Gyuwon did three light taps at his feet. Satisfied and without warning, in a single flow of movement, he kicked off the ground in three steps which formed a triangle. His foot raised up in the last step. All of his weight, nearly two times Yeon’s, poured to his soles.
Yeon had already raised both arms in a blocking stance to meet the kick.
The two sides impacted, then the scene froze while time continued flowing.
The man blinked. Did I kick a wall?
Yeon’s own feet had not moved a single grain of distance. They were stuck in place. The strength which attempted to push her back went to further stabilize her position.
A nostalgic smile crossed her face. The Peninsula also celebrated their own festival today which, instead of dragon boat races, included the famed exhibition tournaments. She recognized the common style she has seen in those, Flying Concentration. Many of its forms relied on breaking balance, something useless against her.
“What happened to your luck?” Her hand had since gripped his ankle at the moment of contact. A clutch a third-realm cultivator had previously found impossible to escape from.
Sweat dripped from Gyuwon’s temples. On one leg and attempting to devise a way to untrap his foot, he was given an escape. He found himself in the air.
“Today is not your day.”
The man soared out of the west window, crashing into the dirt beyond the training hall.
Mimicking Dru, Yeon dusted her hands and returned to her side.

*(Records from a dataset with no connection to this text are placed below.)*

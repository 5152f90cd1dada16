use std::net::SocketAddr;
use std::sync::Arc;
use std::time::Duration;

use anyhow::Context;
use tokio::net::TcpListener;

use oratio::application::ports::TranscriptionEngine;
use oratio::application::services::{ChatService, ScoringService, TranscriptionService};
use oratio::infrastructure::audio::{
    MockTranscriptionEngine, SymphoniaAudioDecoder, TranscriptionEngineFactory,
};
use oratio::infrastructure::llm::create_llm_client;
use oratio::infrastructure::observability::{TracingConfig, init_tracing};
use oratio::infrastructure::storage::TempFileArena;
use oratio::presentation::{AppState, Environment, ScaffoldConfig, Settings, create_router};

#[tokio::main]
async fn main() -> anyhow::Result<()> {
    dotenvy::dotenv().ok();

    let environment = Environment::from_env().map_err(anyhow::Error::msg)?;
    let settings = Settings::load(environment).context("Failed to load settings")?;

    init_tracing(
        &TracingConfig::from_settings(&settings.logging, environment),
        settings.server.port,
    );

    let scaffold_config = ScaffoldConfig::default();
    let engine = build_engine(&settings, &scaffold_config).await?;

    let scratch = Arc::new(TempFileArena::new(settings.scratch.directory.clone()));
    scratch.purge_stale(stale_scratch_age(&settings)).await;

    let transcription_service = Arc::new(TranscriptionService::new(
        engine,
        Arc::new(SymphoniaAudioDecoder),
        scratch,
        settings
            .transcription
            .request_timeout_secs
            .filter(|secs| *secs > 0)
            .map(Duration::from_secs),
    ));

    let llm_client = create_llm_client(&settings.scoring, &scaffold_config)
        .context("Failed to create scoring client")?;
    let scoring_service = Arc::new(ScoringService::new(Arc::clone(&llm_client)));
    let chat_service = Arc::new(ChatService::new(llm_client));

    let state = AppState {
        transcription_service,
        scoring_service,
        chat_service,
        profiles: Arc::new(settings.profiles.clone()),
        service_name: settings.transcription.service_name.clone(),
        allow_local_paths: settings.transcription.allow_local_paths,
        max_body_bytes: settings.server.max_body_mb * 1024 * 1024,
    };

    let router = create_router(state);

    let addr: SocketAddr = format!("{}:{}", settings.server.host, settings.server.port)
        .parse()
        .context("Invalid server address")?;
    tracing::info!(%addr, scaffold = scaffold_config.enabled, "Listening");

    let listener = TcpListener::bind(addr).await?;
    axum::serve(listener, router)
        .with_graceful_shutdown(shutdown_signal())
        .await?;

    Ok(())
}

/// Never shorter than twice the request timeout, so a file still owned by a
/// request in another worker is left alone.
fn stale_scratch_age(settings: &Settings) -> Duration {
    let configured = settings.scratch.stale_after_secs;
    let in_flight = settings
        .transcription
        .request_timeout_secs
        .unwrap_or(0)
        .saturating_mul(2);
    Duration::from_secs(configured.max(in_flight))
}

async fn build_engine(
    settings: &Settings,
    scaffold: &ScaffoldConfig,
) -> anyhow::Result<Arc<dyn TranscriptionEngine>> {
    if scaffold.enabled {
        tracing::info!(
            delay_ms = scaffold.mock_response_delay_ms,
            "Scaffold mode: using mock transcription engine"
        );
        return Ok(Arc::new(MockTranscriptionEngine::new(scaffold.mock_delay())));
    }

    let transcription = settings.transcription.clone();
    tracing::info!(
        provider = ?transcription.provider,
        model = %transcription.model,
        "Loading transcription engine"
    );

    let engine = tokio::task::spawn_blocking(move || {
        TranscriptionEngineFactory::create(
            transcription.provider,
            &transcription.model,
            transcription.api_key,
            transcription.base_url,
        )
    })
    .await
    .context("Engine loader task failed")??;

    tracing::info!(model = engine.model_name(), "Transcription engine ready");
    Ok(engine)
}

async fn shutdown_signal() {
    if let Err(e) = tokio::signal::ctrl_c().await {
        tracing::error!(error = %e, "Failed to listen for shutdown signal");
        std::future::pending::<()>().await;
    }
    tracing::info!("Shutdown signal received");
}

On the other window, Lakse quirked an eyebrow up. A slim smile crossed his face. “The second match also goes to the Xiao Estate. They need one more to win. North River, you are not doing so well.”
Blind Fei grounded his teeth and turned behind him. “Fatty Deoi get out there!”
A lumbering man twice Blind Fei’s height stood up from a sitting rest against the back wall. His belly was large but more prominent were two arms that had muscles resembling a tree trunk and its bark. “Ten taels,” he said wistfully.
“Fine, ten taels.”
Deoi blinked. “Fifty taels.”
Blind Fei leveled a gaze on him.
“It was worth a try.” Deoi shrugged, stepping into the ring.
Yeon and Duan Sui watched from their side. At this point, Xiyun had sat down against the entrance, spectating. He was out of his depth, but Yeon already knew what she was doing.
“Normally you would go up and end this, but with his build, he obviously practices a soft-grapple style. Duan Sui, this doesn't look suitable for you,“ Yeon said.
Duan Sui shrugged.
Yeon’s eyes lit up. “You’re up Danlu.”
With a wide smile, Danlu entered the ring. He immediately knew what he had to do. “I’ll pay you fifty taels if you give up.”
Deoi returned a weary smile. “One hundred taels.” He opened his mouth before Danlu spoke again. “Five hundred taels.”
Danlu smacked his lips closed. “Fine, be that way. I’ll end this match so fast, you won’t even know what hit you.”
“Start,” Lakse said.
“I give up!” Danlu yelled at the top of his lungs.
The words echoed in the hall.
He dusted off his own hands and turned around. He smiled constantly.
“Don’t act so proud,” Yeon commented.
“Why not?”
“By Xiao Estate’s concede, the match goes to North River,“ Lakse said dispassionately. “The score is two to one.”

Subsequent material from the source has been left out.